Man kann sich die 28-seitige Vereinbarung zu GroKo-Verhandlungen im Internet herunterladen. Die Medien haben jedoch zumeist Rosinenpickerei betrieben und nur „gute“ Ergebnisse hervorgehoben, die den Weg zu einer erneuten großen Koalition zwischen SPD und CDU/CSU ebnen sollen.

Das Papier besteht vor allem aus vollmundigen Versprechungen: „Wir wollen…“, „wie werden…“, „wir beabsichtigen…“, „wir werden prüfen…“. Die Liste solcher unverbindlichen Absichtserklärungen ist lang. Wie bereits die vorherige große Koalition gezeigt hat, werden aber manchmal selbst fest vereinbarte Maßnahmen gar nicht umgesetzt, sondern solange geschoben, bis sie „leider, leider“ nicht mehr realisierbar sind. Was dann mit Versprechungen und Absichtserklärungen passiert, kann sich leicht jeder ausmalen. Papier ist geduldig!

Wir bleiben bei Niedriglöhnen und wollen die Konkurrenz verstärken!

Im Wirtschaftsteil wird pompös angekündigt, man wolle : „insbesondere das Prinzip des gleichen Lohns für gleiche Arbeit … in einem Sozialpakt stärken.“ (S.4) Das hört sich super an, hätte ja aber schon längst realisiert werden können. Zeit genug war dafür ja vorhanden. Allerdings steht jetzt im Nachsatz: „am gleichen Ort“. Also gleicher Lohn für gleiche Arbeit gilt beispielsweise für Stuttgart, aber nicht für Dresden. Dort sollen und dürfen die Löhne niedriger sein – und erst recht in Polen, Rumänien, Slowakei usw. Die Billiglohnkonkurrenz soll also bleiben! Das Kapital braucht das ja auch, um insgesamt Löhne zu drücken und billigst zu produzieren.

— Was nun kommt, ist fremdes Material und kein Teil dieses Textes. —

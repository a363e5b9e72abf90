use leadbase_db::RecordId;
use serde::{Deserialize, Serialize};

/// A row of the `leads` table.
#[derive(Debug, Clone, Serialize, Deserialize)]
pub struct Lead {
    /// Primary key assigned by the database
    pub id: RecordId,
    /// Owner name
    pub name: String,
    #[serde(default)]
    pub phone: Option<String>,
    #[serde(default)]
    pub property_address: Option<String>,
    /// Where the lead came from (scraper, import, manual entry)
    #[serde(default)]
    pub lead_source: Option<String>,
    #[serde(default)]
    pub data_enriched: bool,
    #[serde(default)]
    pub in_foreclosure: bool,
    #[serde(default)]
    pub lender_name: Option<String>,
}

/// Request model for inserting a lead.
#[derive(Debug, Clone, Serialize, Deserialize)]
pub struct NewLead {
    pub name: String,
    pub phone: String,
    pub property_address: String,
    pub lead_source: String,
    pub data_enriched: bool,
    pub in_foreclosure: bool,
}

/// Partial update for a lead. Unset fields are left untouched.
#[derive(Debug, Clone, Default, Serialize, Deserialize)]
pub struct LeadPatch {
    #[serde(skip_serializing_if = "Option::is_none")]
    pub data_enriched: Option<bool>,
    #[serde(skip_serializing_if = "Option::is_none")]
    pub lender_name: Option<String>,
}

Auf S.8 steht klar: „Die Arbeit auf Abruf nimmt zu, wir wollen jedoch sicherstellen, dass der Arbeitnehmer ausreichend Planungs- und Einkommenssicherheit in dieser Arbeitsform hat.“ Real bedeutet das, sie wollen die Flexibilisierung, die jederzeitige Verfügbarkeit der Ware Arbeitskraft für das Kapital ermöglichen und das mit sozialem Gerede vertuschen. Denn tatsächlich erhöht eine solche Flexibilisierung die Konkurrenz und die Entsolidarisierung. Wer seine Kolleg/innen kaum noch kennt, da er mit ständig wechselnden Menschen zusammenarbeiten muss, der kann sich deutlich schwerer kollektiv wehren.

Angeblich wollen sie 8.000 neue Fachkraftstellen im Pflegebereich schaffen (S.15). Wie? Wen wollen sie zwingen, mehr Personal einzustellen, der bisher mit knappem Personalschlüssel fette Extraprofite eingefahren hat? Dazu sind 8.000 Stellen mehr bei rund 12.000 Pflegeeinrichtungen eine dreiviertel Stelle pro Einrichtung! Wer schon einmal in einer Pflegeeinrichtung gearbeitet hat, weiß, dass das ein Tropfen auf dem heißen Stein ist. Dafür sollen für den Ausbau des Polizeistaates, „Sicherheitsapparat“ genannt, 15.000 Stellen neu geschaffen werden (S.17). Das zeigt die sozialen Schwerpunkte von SPD und CDU/CSU: Die Armen bekämpfen, die Reichen schützen!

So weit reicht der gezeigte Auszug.